* Your goal
Take every line from the listing below that contains "chrono".
:: Exercise material ::
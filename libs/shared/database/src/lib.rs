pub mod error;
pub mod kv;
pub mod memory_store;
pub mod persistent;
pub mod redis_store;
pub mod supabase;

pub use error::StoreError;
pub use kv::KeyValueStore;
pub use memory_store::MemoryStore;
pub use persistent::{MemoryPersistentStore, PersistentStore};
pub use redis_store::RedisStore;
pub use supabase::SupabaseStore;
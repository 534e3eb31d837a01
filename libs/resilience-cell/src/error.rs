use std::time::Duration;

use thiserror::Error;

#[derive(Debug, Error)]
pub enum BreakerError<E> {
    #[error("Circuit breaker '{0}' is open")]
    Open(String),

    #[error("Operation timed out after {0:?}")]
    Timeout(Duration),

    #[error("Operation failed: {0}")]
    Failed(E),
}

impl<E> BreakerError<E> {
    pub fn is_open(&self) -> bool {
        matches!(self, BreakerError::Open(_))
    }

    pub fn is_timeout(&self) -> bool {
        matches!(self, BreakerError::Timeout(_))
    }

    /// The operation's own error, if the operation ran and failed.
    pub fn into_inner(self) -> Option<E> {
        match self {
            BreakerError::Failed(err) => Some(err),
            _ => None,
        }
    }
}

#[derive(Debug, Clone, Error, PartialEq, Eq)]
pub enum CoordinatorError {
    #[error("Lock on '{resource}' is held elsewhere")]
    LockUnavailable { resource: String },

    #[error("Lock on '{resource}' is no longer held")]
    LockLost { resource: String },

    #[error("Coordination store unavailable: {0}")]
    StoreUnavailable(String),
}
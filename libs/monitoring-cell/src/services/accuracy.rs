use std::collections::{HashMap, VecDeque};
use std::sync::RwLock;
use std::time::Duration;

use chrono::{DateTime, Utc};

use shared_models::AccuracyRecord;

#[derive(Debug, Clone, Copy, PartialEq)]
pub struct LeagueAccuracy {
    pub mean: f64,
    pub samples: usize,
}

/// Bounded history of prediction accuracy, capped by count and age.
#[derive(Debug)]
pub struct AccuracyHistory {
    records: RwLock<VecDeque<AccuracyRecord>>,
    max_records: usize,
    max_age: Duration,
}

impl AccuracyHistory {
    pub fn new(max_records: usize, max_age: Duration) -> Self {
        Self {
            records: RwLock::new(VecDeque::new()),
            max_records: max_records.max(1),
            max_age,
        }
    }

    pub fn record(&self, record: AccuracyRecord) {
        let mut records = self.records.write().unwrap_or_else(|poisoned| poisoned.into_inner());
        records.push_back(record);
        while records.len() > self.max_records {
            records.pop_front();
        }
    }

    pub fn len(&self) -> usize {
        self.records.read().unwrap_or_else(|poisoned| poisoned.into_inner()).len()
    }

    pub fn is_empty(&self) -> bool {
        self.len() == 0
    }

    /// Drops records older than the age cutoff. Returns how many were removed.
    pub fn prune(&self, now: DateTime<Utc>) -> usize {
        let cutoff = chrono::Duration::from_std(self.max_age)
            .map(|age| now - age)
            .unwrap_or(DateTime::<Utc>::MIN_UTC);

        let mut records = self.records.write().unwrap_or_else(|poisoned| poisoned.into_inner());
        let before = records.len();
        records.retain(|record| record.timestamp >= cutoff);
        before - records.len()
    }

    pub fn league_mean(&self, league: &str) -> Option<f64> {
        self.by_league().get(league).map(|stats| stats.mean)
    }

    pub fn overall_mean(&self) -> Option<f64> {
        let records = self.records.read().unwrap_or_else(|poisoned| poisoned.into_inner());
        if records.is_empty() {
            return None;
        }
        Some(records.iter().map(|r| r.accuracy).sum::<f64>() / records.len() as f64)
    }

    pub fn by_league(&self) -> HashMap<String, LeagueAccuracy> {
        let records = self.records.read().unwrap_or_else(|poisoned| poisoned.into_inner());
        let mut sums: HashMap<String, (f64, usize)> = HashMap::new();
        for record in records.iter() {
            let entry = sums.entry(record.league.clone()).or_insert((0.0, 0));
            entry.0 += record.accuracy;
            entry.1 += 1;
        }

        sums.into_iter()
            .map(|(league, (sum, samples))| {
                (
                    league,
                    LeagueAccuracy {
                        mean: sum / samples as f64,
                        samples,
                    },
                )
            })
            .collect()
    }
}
:::
* Exercise answer
use chrono::{DateTime, Utc};
        let cutoff = chrono::Duration::from_std(self.max_age)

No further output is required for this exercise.